Last week, the ABPI upheld a complaint filed by rival company Schering Healthcare which claimed that the study, referred to by Serono as a clinical audit, was in fact clinical research and so subject to clauses in the industry’s recently-updated Code of Practice that prohibit offering financial rewards to doctors as ‘disguised promotion’.
The ABPI said it was clear that the project was not a clinical audit, because there was no attempt made to examine clinical practice and compare it with treatment guidelines.
Serono has held its hands up to the ruling, and a spokeswoman said there was no intention to break the Code of Practice, although the firm accepts that it was breached.
Part of the problem, said Serono, is that the legal and regulatory requirements for clinical trials vary from one country to another, and this can make it hard to establish an overall line of conduct.
The reprimand referred specifically to a project called: Clinical Practice Audit: Outcome of high dose interferon therapy following dose escalation from lower dose therapy.
In the study, neurologists were encouraged to switch patients who were still showing signs of MS progression on ‘low-dose’ therapy with either Rebif (interferon beta-1a) or two competing products – Schering’s Betaferon (interferon beta-1b) or Biogen Idec’s Avonex (interferon beta-1a) – in return for a £700 fee.
Schering had complained about the protocol’s referral to Betaferon as a ‘low-dose’ product, and also that the fee paid to doctors per patients for administrative costs – 1,000 euros or sterling equivalent – was inappropriately high and amounted to paying the doctors to prescribe Rebif.
As a result of the case, Serono's UK arm has launched an internal probe and implemented new compliance protocols to ensure it does not happen again, said the spokeswoman.
Meanwhile, company staff are receiving training and senior managers will have their job descriptions altered to make it clear that compliance with the Code of Practice is mandatory.
Swedish trial also probed
Meanwhile, Serono has also fallen foul of the Swedish Association of the Pharmaceutical Industry, the LIF, for allegedly paying an unreasonably large fee to a doctor involved in a clinical trial of its Raptiva (efalizumab) treatment for psoriasis.
The doctor was reportedly paid 2.4 million Swedish kronor ($327,000) for treatment of 60 patients, prescribing around half the country’s total number of Raptiva prescriptions in the first quarter of 2006.
In a statement issued on June 7, the LIF said the case, highlighted in Swedish newspaper Sydsvenska Dagbladet, was in breach of its guidelines for clinical studies not only because of the level of remuneration, but also because it had not been referred to the regional ethics committee and there was no written agreement between the company and the local health authority.

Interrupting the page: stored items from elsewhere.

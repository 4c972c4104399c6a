use proptest::prelude::*;
use strata::net::{ArrayMeta, KvStoreMsg, MessageKind, Tensor};
use strata::ops::{
    disjoint_partition_by_sizes, disjoint_union, map_parent_id_to_subgraph_id, to_simple_graph,
};
use strata::storage::{Graph, ImmutableGraph};
use strata::MISSING_ID;

fn arb_coo() -> impl Strategy<Value = (u64, Vec<(u64, u64)>)> {
    (1u64..16).prop_flat_map(|n| (Just(n), prop::collection::vec((0..n, 0..n), 0..48)))
}

fn build((n, edges): &(u64, Vec<(u64, u64)>)) -> ImmutableGraph {
    let src: Vec<u64> = edges.iter().map(|e| e.0).collect();
    let dst: Vec<u64> = edges.iter().map(|e| e.1).collect();
    ImmutableGraph::from_coo(*n, &src, &dst, None).unwrap()
}

fn arb_kind() -> impl Strategy<Value = MessageKind> {
    prop::sample::select(MessageKind::ALL.to_vec())
}

proptest! {
    #[test]
    fn prop_csr_neighbors_match_coo_multiset(coo in arb_coo()) {
        let g = build(&coo);
        let (n, edges) = &coo;
        for v in 0..*n {
            let mut out = g.successors(v, 1).unwrap();
            let mut expected: Vec<u64> = edges.iter().filter(|e| e.0 == v).map(|e| e.1).collect();
            out.sort_unstable();
            expected.sort_unstable();
            prop_assert_eq!(out, expected);

            let mut inc = g.predecessors(v, 1).unwrap();
            let mut expected: Vec<u64> = edges.iter().filter(|e| e.1 == v).map(|e| e.0).collect();
            inc.sort_unstable();
            expected.sort_unstable();
            prop_assert_eq!(inc, expected);
        }
    }

    #[test]
    fn prop_partition_inverts_union(coos in prop::collection::vec(arb_coo(), 1..4)) {
        let inputs: Vec<ImmutableGraph> = coos.iter().map(build).collect();
        let graphs: Vec<Graph> = inputs.iter().cloned().map(Graph::from).collect();
        let sizes: Vec<u64> = inputs.iter().map(|g| g.num_vertices()).collect();
        let union = disjoint_union(&graphs).unwrap();
        let parts = disjoint_partition_by_sizes(&union, &sizes).unwrap();
        prop_assert_eq!(parts.len(), inputs.len());
        for (part, input) in parts.iter().zip(&inputs) {
            let part = part.as_immutable().unwrap();
            prop_assert_eq!(part.num_vertices(), input.num_vertices());
            prop_assert_eq!(part.edges(true), input.edges(true));
        }
    }

    #[test]
    fn prop_parent_ids_map_to_positions(
        raw in prop::collection::vec(0u64..64, 0..32),
        query in prop::collection::vec(0u64..64, 0..32),
        sort in any::<bool>(),
    ) {
        let mut parents = Vec::new();
        for id in raw {
            if !parents.contains(&id) {
                parents.push(id);
            }
        }
        if sort {
            parents.sort_unstable();
        }
        let mapped = map_parent_id_to_subgraph_id(&parents, &query);
        prop_assert_eq!(mapped.len(), query.len());
        for (q, m) in query.iter().zip(&mapped) {
            match parents.iter().position(|p| p == q) {
                Some(pos) => prop_assert_eq!(*m, pos as i64),
                None => prop_assert_eq!(*m, MISSING_ID),
            }
        }
    }

    #[test]
    fn prop_simple_graph_is_idempotent(coo in arb_coo()) {
        let g = build(&coo);
        let once = to_simple_graph(&g).unwrap();
        let twice = to_simple_graph(&once).unwrap();
        prop_assert_eq!(once.edges(true), twice.edges(true));
        let mut pairs: Vec<(u64, u64)> = coo.1.clone();
        pairs.sort_unstable();
        pairs.dedup();
        prop_assert_eq!(once.num_edges(), pairs.len() as u64);
        prop_assert!(!once.is_multigraph());
    }

    #[test]
    fn prop_array_meta_round_trips(
        kind in arb_kind(),
        shapes in prop::collection::vec(prop::collection::vec(0i64..1000, 0..4), 0..6),
    ) {
        let mut meta = ArrayMeta::new(kind);
        for shape in shapes {
            meta.add_shape(shape);
        }
        let bytes = meta.encode().unwrap();
        prop_assert_eq!(bytes.len(), meta.encoded_len());
        prop_assert_eq!(ArrayMeta::decode(&bytes).unwrap(), meta);
    }

    #[test]
    fn prop_kv_header_round_trips(
        kind in arb_kind().prop_filter("kv kinds", |k| k.is_kv()),
        rank in any::<i32>(),
        name in "[a-z_]{0,12}",
    ) {
        let msg = KvStoreMsg {
            kind,
            rank,
            name: kind.carries_name().then_some(name),
            id: None,
            data: None,
        };
        // Encoding validates the tensor sections; decoding leaves them empty.
        let mut full = msg.clone();
        if kind.carries_ids() {
            full.id = Some(Tensor::from_i64(&[1]));
        }
        if kind.carries_data() {
            full.data = Some(Tensor::from_f32(vec![1], &[0.5]).unwrap());
        }
        let header = full.encode_header().unwrap();
        prop_assert_eq!(KvStoreMsg::decode_header(&header).unwrap(), msg);
    }
}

Serono is now under investigation by Swedish prosecutors over the case, according to the LIF, whose director general Richard Bergstrom said in a statement that “the case highlighted in ... Sydsvenska Dagbladet is totally unacceptable. LIF clearly and unequivocally distances itself from the actions by the company.”
Serono’s spokeswoman said the company was unable to comment on the case, other than to say that the company was cooperating with the investigation.